[Collected data entries]
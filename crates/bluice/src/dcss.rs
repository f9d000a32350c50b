// SPDX-License-Identifier: Apache-2.0 OR MIT
// Copyright (c) 2025-2026 naskel.com

//! Client side of a DCSS coordinator connection.
//!
//! ```text
//! Disconnected -> Handshaking -> Authenticated -> Running -> Closed
//! ```
//!
//! `open` walks the first four states; after it returns the receive thread
//! keeps the registry current and the connection accepts device commands.

use std::net::TcpStream;
use std::sync::{Arc, OnceLock};

use crate::auth;
use crate::config::{close_wait, DcssConfig};
use crate::connection::{Connection, Role};
use crate::dispatch::DispatchTable;
use crate::error::{Error, Result};
use crate::handlers;
use crate::handshake::{self, ClientIdentity};
use crate::monitor::Monitor;
use crate::transport::configure_stream;

/// Lifecycle of a [`DcssClient`].
#[derive(Debug, Clone, Copy, PartialEq, Eq)]
pub enum ClientState {
    Disconnected,
    Handshaking,
    Authenticated,
    Running,
    Closed,
}

impl std::fmt::Display for ClientState {
    fn fmt(&self, f: &mut std::fmt::Formatter<'_>) -> std::fmt::Result {
        let s = match self {
            Self::Disconnected => "disconnected",
            Self::Handshaking => "handshaking",
            Self::Authenticated => "authenticated",
            Self::Running => "running",
            Self::Closed => "closed",
        };
        f.write_str(s)
    }
}

/// Verbs a DCSS sends to its GUI clients.
pub fn dcss_table() -> &'static DispatchTable {
    static TABLE: OnceLock<DispatchTable> = OnceLock::new();
    TABLE.get_or_init(|| {
        DispatchTable::new("dcss")
            .handle("stog_become_master", handlers::become_master)
            .handle("stog_become_slave", handlers::become_slave)
            .handle("stog_configure_ion_chamber", handlers::configure_ion_chamber)
            .handle("stog_configure_pseudo_motor", handlers::configure_pseudo_motor)
            .handle("stog_configure_real_motor", handlers::configure_real_motor)
            .handle("stog_configure_shutter", handlers::configure_shutter)
            .handle("stog_configure_string", handlers::configure_string)
            .handle("stog_configure_operation", handlers::configure_operation)
            .handle("stog_log", handlers::log_message)
            .handle("stog_motor_move_completed", handlers::motor_move_completed)
            .handle("stog_motor_move_started", handlers::motor_move_started)
            .handle("stog_update_motor_position", handlers::update_motor_position)
            .handle("stog_report_ion_chambers", handlers::report_ion_chambers)
            .handle("stog_report_shutter_state", handlers::report_shutter_state)
            .handle("stog_set_permission_level", handlers::set_permission_level)
            .handle("stog_set_string_completed", handlers::configure_string)
            .handle("stog_start_operation", handlers::start_operation)
            .handle("stog_operation_update", handlers::operation_update)
            .handle("stog_operation_completed", handlers::operation_completed)
            .ignore("stog_configure_hardware_host")
            .ignore("stog_configure_run")
            .ignore("stog_configure_runs")
            .ignore("stog_update_client")
            .ignore("stog_update_client_list")
    })
}

pub(crate) fn reconnect_unsupported(name: &str) -> Error {
    Error::Unsupported(format!(
        "Reconnection to Blu-Ice server '{}' is not currently supported. \
         The only way to reconnect is to exit your application program and \
         then start your application again.",
        name
    ))
}

/// Connection to one DCSS.
pub struct DcssClient {
    config: DcssConfig,
    conn: Arc<Connection>,
    monitor: Option<Monitor>,
    state: ClientState,
}

impl DcssClient {
    pub fn new(config: DcssConfig) -> Self {
        let conn = Arc::new(Connection::new(
            config.name.clone(),
            Role::Dcss,
            config.receive_buffer_length,
            config.auto_take_master,
        ));
        Self {
            config,
            conn,
            monitor: None,
            state: ClientState::Disconnected,
        }
    }

    /// Create a client and open it.
    pub fn connect(config: DcssConfig) -> Result<Self> {
        let mut client = Self::new(config);
        client.open()?;
        Ok(client)
    }

    pub fn state(&self) -> ClientState {
        self.state
    }

    pub fn config(&self) -> &DcssConfig {
        &self.config
    }

    /// Shared connection, for registry access and device commands.
    pub fn connection(&self) -> &Arc<Connection> {
        &self.conn
    }

    /// Connect, log in and start the receive thread.
    pub fn open(&mut self) -> Result<()> {
        match self.state {
            ClientState::Disconnected => {}
            ClientState::Closed => return Err(reconnect_unsupported(&self.config.name)),
            other => {
                return Err(Error::NotValidForCurrentState(format!(
                    "Connection to Blu-Ice server '{}' is already {}",
                    self.config.name, other
                )))
            }
        }
        self.config.validate()?;
        let handshake_timeout = self.config.handshake_timeout()?;

        let mut identity = ClientIdentity::from_env(self.config.user.as_deref(), "");
        identity.session_id = match (&self.config.auth_server, &self.config.password) {
            (Some(server), Some(secret)) => auth::fetch_session_id(server, &identity.user, secret)?,
            _ => self.config.session_id.clone(),
        };

        let addr = format!("{}:{}", self.config.host, self.config.port);
        log::info!("[dcss] connecting to '{}' at {}", self.config.name, addr);
        let stream = TcpStream::connect(&addr).map_err(|e| {
            Error::NetworkIo(format!(
                "Cannot connect to Blu-Ice DCSS server '{}' at {}: {}",
                self.config.name, addr, e
            ))
        })?;
        configure_stream(&stream, self.config.tcp_keepalive)?;
        self.conn.transport().attach(stream)?;

        self.state = ClientState::Handshaking;
        if let Err(e) = handshake::login(&self.conn, &identity, handshake_timeout) {
            self.conn.transport().shutdown();
            self.conn.transport().release_writer();
            self.conn.transport().release_reader();
            self.state = ClientState::Disconnected;
            return Err(e);
        }
        self.state = ClientState::Authenticated;

        self.monitor = Some(Monitor::spawn(Arc::clone(&self.conn), dcss_table())?);
        self.state = ClientState::Running;
        Ok(())
    }

    /// Stop the receive thread and close the socket.
    pub fn close(&mut self) -> Result<()> {
        if self.state == ClientState::Closed {
            return Ok(());
        }

        let stopped = match self.monitor.take() {
            Some(mut monitor) => {
                let timeout = close_wait(self.config.close_timeout(), &self.config.name);
                monitor.stop(&self.conn, timeout)
            }
            None => Ok(()),
        };

        self.conn.transport().shutdown();
        self.conn.transport().release_writer();
        if stopped.is_ok() {
            self.conn.transport().release_reader();
        }
        self.conn.update(|s| {
            s.closed = true;
            s.is_master = false;
            s.is_authenticated = false;
        });

        self.state = ClientState::Closed;
        log::info!("[dcss] closed connection to '{}'", self.config.name);
        stopped
    }

    pub fn resynchronize(&self) -> Result<()> {
        Err(reconnect_unsupported(&self.config.name))
    }
}

impl Drop for DcssClient {
    fn drop(&mut self) {
        if let Err(e) = self.close() {
            log::warn!("[dcss] close of '{}' on drop failed: {}", self.config.name, e);
        }
    }
}

impl std::fmt::Debug for DcssClient {
    fn fmt(&self, f: &mut std::fmt::Formatter<'_>) -> std::fmt::Result {
        f.debug_struct("DcssClient")
            .field("name", &self.config.name)
            .field("state", &self.state)
            .finish()
    }
}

--- Exercise objective ---
Copy out every line from the data above that has "DispatchTable" in it.

--- Expected answer ---
use crate::dispatch::DispatchTable;
pub fn dcss_table() -> &'static DispatchTable {
    static TABLE: OnceLock<DispatchTable> = OnceLock::new();
        DispatchTable::new("dcss")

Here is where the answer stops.